> **TASK MATERIAL**:

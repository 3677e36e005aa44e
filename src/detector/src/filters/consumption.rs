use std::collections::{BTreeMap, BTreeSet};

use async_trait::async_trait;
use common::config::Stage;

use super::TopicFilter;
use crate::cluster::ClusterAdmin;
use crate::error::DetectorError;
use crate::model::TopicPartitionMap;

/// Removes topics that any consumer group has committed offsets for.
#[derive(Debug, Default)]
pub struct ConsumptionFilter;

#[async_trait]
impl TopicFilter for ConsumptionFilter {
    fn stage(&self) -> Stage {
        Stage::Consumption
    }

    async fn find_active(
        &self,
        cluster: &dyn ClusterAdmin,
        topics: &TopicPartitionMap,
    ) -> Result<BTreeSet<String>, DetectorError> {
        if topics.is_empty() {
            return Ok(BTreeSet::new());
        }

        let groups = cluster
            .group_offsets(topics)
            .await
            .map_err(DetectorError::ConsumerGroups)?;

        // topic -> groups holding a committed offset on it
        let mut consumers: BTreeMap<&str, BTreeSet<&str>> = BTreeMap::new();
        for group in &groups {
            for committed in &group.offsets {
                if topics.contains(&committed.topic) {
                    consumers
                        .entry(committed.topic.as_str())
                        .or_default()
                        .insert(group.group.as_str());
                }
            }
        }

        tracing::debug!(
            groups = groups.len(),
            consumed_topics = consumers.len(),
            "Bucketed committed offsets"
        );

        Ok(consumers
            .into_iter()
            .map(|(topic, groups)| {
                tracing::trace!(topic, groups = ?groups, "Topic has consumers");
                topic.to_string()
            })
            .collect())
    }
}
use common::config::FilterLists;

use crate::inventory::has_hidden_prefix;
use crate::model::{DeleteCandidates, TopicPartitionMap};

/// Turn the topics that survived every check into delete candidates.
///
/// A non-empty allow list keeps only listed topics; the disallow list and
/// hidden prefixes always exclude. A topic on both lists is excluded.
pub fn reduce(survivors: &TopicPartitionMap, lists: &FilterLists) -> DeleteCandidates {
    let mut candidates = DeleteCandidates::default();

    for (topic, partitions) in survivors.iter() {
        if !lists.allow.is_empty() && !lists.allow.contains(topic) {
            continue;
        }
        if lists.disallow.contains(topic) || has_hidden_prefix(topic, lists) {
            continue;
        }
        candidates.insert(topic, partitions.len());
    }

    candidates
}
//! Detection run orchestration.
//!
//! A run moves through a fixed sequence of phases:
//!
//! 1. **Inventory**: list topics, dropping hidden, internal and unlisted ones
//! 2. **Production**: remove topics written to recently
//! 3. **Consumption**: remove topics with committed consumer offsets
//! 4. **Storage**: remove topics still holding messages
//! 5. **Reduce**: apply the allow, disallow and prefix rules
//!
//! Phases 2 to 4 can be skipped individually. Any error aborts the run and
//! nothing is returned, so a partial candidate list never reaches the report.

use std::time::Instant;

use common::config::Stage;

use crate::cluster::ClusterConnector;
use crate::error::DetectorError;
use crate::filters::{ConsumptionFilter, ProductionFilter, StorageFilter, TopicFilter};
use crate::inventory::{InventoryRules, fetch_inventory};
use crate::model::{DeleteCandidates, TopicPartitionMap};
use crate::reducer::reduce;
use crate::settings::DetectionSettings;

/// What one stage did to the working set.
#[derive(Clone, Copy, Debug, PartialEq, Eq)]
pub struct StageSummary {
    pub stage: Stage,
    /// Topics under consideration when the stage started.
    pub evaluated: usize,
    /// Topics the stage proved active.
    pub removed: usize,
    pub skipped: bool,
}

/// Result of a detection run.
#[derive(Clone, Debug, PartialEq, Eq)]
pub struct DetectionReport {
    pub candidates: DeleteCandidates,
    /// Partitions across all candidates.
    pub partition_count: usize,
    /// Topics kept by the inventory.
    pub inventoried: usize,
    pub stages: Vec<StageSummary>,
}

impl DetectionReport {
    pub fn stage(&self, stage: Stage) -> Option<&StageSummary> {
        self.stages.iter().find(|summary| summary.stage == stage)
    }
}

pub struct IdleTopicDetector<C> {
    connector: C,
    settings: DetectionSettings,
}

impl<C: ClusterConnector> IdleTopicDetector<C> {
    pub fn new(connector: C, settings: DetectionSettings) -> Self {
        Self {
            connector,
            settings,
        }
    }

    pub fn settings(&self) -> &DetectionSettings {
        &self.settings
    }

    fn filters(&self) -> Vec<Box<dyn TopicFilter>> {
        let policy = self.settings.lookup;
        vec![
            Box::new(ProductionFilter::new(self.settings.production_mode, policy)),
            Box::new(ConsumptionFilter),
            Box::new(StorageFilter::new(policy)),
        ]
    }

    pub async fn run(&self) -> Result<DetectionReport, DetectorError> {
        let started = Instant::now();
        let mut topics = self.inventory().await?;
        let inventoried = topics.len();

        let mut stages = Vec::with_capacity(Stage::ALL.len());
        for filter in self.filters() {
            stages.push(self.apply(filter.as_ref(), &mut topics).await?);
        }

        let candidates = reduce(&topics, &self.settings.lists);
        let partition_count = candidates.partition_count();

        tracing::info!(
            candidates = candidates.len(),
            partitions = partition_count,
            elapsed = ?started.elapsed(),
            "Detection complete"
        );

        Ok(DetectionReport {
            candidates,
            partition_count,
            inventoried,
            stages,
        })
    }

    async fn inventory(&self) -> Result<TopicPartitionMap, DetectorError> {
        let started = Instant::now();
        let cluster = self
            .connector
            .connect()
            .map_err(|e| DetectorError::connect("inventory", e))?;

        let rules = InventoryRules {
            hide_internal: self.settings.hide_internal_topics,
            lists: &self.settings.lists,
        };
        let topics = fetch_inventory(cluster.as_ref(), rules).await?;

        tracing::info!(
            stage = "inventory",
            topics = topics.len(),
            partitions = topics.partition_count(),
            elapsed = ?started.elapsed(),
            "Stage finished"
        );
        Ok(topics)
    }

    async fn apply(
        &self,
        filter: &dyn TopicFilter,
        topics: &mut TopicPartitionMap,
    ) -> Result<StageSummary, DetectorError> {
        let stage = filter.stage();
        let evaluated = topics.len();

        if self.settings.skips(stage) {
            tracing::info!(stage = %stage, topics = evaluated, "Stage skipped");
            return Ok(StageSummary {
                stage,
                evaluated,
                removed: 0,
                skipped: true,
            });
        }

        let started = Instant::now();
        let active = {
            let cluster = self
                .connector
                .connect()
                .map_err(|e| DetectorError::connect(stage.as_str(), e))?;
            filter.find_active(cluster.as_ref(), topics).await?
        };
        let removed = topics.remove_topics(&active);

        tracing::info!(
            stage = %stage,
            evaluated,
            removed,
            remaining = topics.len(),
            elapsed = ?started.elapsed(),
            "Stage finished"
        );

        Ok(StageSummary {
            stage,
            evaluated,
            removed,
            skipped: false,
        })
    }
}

> **TASK GOAL**:
Repeat the records above exactly as they appear.

> **THE COMPLETED TASK**:
repository 3677e36e005aa44e
filename src/detector/src/filters/consumption.rs
use std::collections::{BTreeMap, BTreeSet};

use async_trait::async_trait;
use common::config::Stage;

use super::TopicFilter;
use crate::cluster::ClusterAdmin;
use crate::error::DetectorError;
use crate::model::TopicPartitionMap;

/// Removes topics that any consumer group has committed offsets for.
#[derive(Debug, Default)]
pub struct ConsumptionFilter;

#[async_trait]
impl TopicFilter for ConsumptionFilter {
    fn stage(&self) -> Stage {
        Stage::Consumption
    }

    async fn find_active(
        &self,
        cluster: &dyn ClusterAdmin,
        topics: &TopicPartitionMap,
    ) -> Result<BTreeSet<String>, DetectorError> {
        if topics.is_empty() {
            return Ok(BTreeSet::new());
        }

        let groups = cluster
            .group_offsets(topics)
            .await
            .map_err(DetectorError::ConsumerGroups)?;

        // topic -> groups holding a committed offset on it
        let mut consumers: BTreeMap<&str, BTreeSet<&str>> = BTreeMap::new();
        for group in &groups {
            for committed in &group.offsets {
                if topics.contains(&committed.topic) {
                    consumers
                        .entry(committed.topic.as_str())
                        .or_default()
                        .insert(group.group.as_str());
                }
            }
        }

        tracing::debug!(
            groups = groups.len(),
            consumed_topics = consumers.len(),
            "Bucketed committed offsets"
        );

        Ok(consumers
            .into_iter()
            .map(|(topic, groups)| {
                tracing::trace!(topic, groups = ?groups, "Topic has consumers");
                topic.to_string()
            })
            .collect())
    }
}
use common::config::FilterLists;

use crate::inventory::has_hidden_prefix;
use crate::model::{DeleteCandidates, TopicPartitionMap};

/// Turn the topics that survived every check into delete candidates.
///
/// A non-empty allow list keeps only listed topics; the disallow list and
/// hidden prefixes always exclude. A topic on both lists is excluded.
pub fn reduce(survivors: &TopicPartitionMap, lists: &FilterLists) -> DeleteCandidates {
    let mut candidates = DeleteCandidates::default();

    for (topic, partitions) in survivors.iter() {
        if !lists.allow.is_empty() && !lists.allow.contains(topic) {
            continue;
        }
        if lists.disallow.contains(topic) || has_hidden_prefix(topic, lists) {
            continue;
        }
        candidates.insert(topic, partitions.len());
    }

    candidates
}
//! Detection run orchestration.
//!
//! A run moves through a fixed sequence of phases:
//!
//! 1. **Inventory**: list topics, dropping hidden, internal and unlisted ones
//! 2. **Production**: remove topics written to recently
//! 3. **Consumption**: remove topics with committed consumer offsets
//! 4. **Storage**: remove topics still holding messages
//! 5. **Reduce**: apply the allow, disallow and prefix rules
//!
//! Phases 2 to 4 can be skipped individually. Any error aborts the run and
//! nothing is returned, so a partial candidate list never reaches the report.

use std::time::Instant;

use common::config::Stage;

use crate::cluster::ClusterConnector;
use crate::error::DetectorError;
use crate::filters::{ConsumptionFilter, ProductionFilter, StorageFilter, TopicFilter};
use crate::inventory::{InventoryRules, fetch_inventory};
use crate::model::{DeleteCandidates, TopicPartitionMap};
use crate::reducer::reduce;
use crate::settings::DetectionSettings;

/// What one stage did to the working set.
#[derive(Clone, Copy, Debug, PartialEq, Eq)]
pub struct StageSummary {
    pub stage: Stage,
    /// Topics under consideration when the stage started.
    pub evaluated: usize,
    /// Topics the stage proved active.
    pub removed: usize,
    pub skipped: bool,
}

/// Result of a detection run.
#[derive(Clone, Debug, PartialEq, Eq)]
pub struct DetectionReport {
    pub candidates: DeleteCandidates,
    /// Partitions across all candidates.
    pub partition_count: usize,
    /// Topics kept by the inventory.
    pub inventoried: usize,
    pub stages: Vec<StageSummary>,
}

impl DetectionReport {
    pub fn stage(&self, stage: Stage) -> Option<&StageSummary> {
        self.stages.iter().find(|summary| summary.stage == stage)
    }
}

pub struct IdleTopicDetector<C> {
    connector: C,
    settings: DetectionSettings,
}

impl<C: ClusterConnector> IdleTopicDetector<C> {
    pub fn new(connector: C, settings: DetectionSettings) -> Self {
        Self {
            connector,
            settings,
        }
    }

    pub fn settings(&self) -> &DetectionSettings {
        &self.settings
    }

    fn filters(&self) -> Vec<Box<dyn TopicFilter>> {
        let policy = self.settings.lookup;
        vec![
            Box::new(ProductionFilter::new(self.settings.production_mode, policy)),
            Box::new(ConsumptionFilter),
            Box::new(StorageFilter::new(policy)),
        ]
    }

    pub async fn run(&self) -> Result<DetectionReport, DetectorError> {
        let started = Instant::now();
        let mut topics = self.inventory().await?;
        let inventoried = topics.len();

        let mut stages = Vec::with_capacity(Stage::ALL.len());
        for filter in self.filters() {
            stages.push(self.apply(filter.as_ref(), &mut topics).await?);
        }

        let candidates = reduce(&topics, &self.settings.lists);
        let partition_count = candidates.partition_count();

        tracing::info!(
            candidates = candidates.len(),
            partitions = partition_count,
            elapsed = ?started.elapsed(),
            "Detection complete"
        );

        Ok(DetectionReport {
            candidates,
            partition_count,
            inventoried,
            stages,
        })
    }

    async fn inventory(&self) -> Result<TopicPartitionMap, DetectorError> {
        let started = Instant::now();
        let cluster = self
            .connector
            .connect()
            .map_err(|e| DetectorError::connect("inventory", e))?;

        let rules = InventoryRules {
            hide_internal: self.settings.hide_internal_topics,
            lists: &self.settings.lists,
        };
        let topics = fetch_inventory(cluster.as_ref(), rules).await?;

        tracing::info!(
            stage = "inventory",
            topics = topics.len(),
            partitions = topics.partition_count(),
            elapsed = ?started.elapsed(),
            "Stage finished"
        );
        Ok(topics)
    }

    async fn apply(
        &self,
        filter: &dyn TopicFilter,
        topics: &mut TopicPartitionMap,
    ) -> Result<StageSummary, DetectorError> {
        let stage = filter.stage();
        let evaluated = topics.len();

        if self.settings.skips(stage) {
            tracing::info!(stage = %stage, topics = evaluated, "Stage skipped");
            return Ok(StageSummary {
                stage,
                evaluated,
                removed: 0,
                skipped: true,
            });
        }

        let started = Instant::now();
        let active = {
            let cluster = self
                .connector
                .connect()
                .map_err(|e| DetectorError::connect(stage.as_str(), e))?;
            filter.find_active(cluster.as_ref(), topics).await?
        };
        let removed = topics.remove_topics(&active);

        tracing::info!(
            stage = %stage,
            evaluated,
            removed,
            remaining = topics.len(),
            elapsed = ?started.elapsed(),
            "Stage finished"
        );

        Ok(StageSummary {
            stage,
            evaluated,
            removed,
            skipped: false,
        })
    }
}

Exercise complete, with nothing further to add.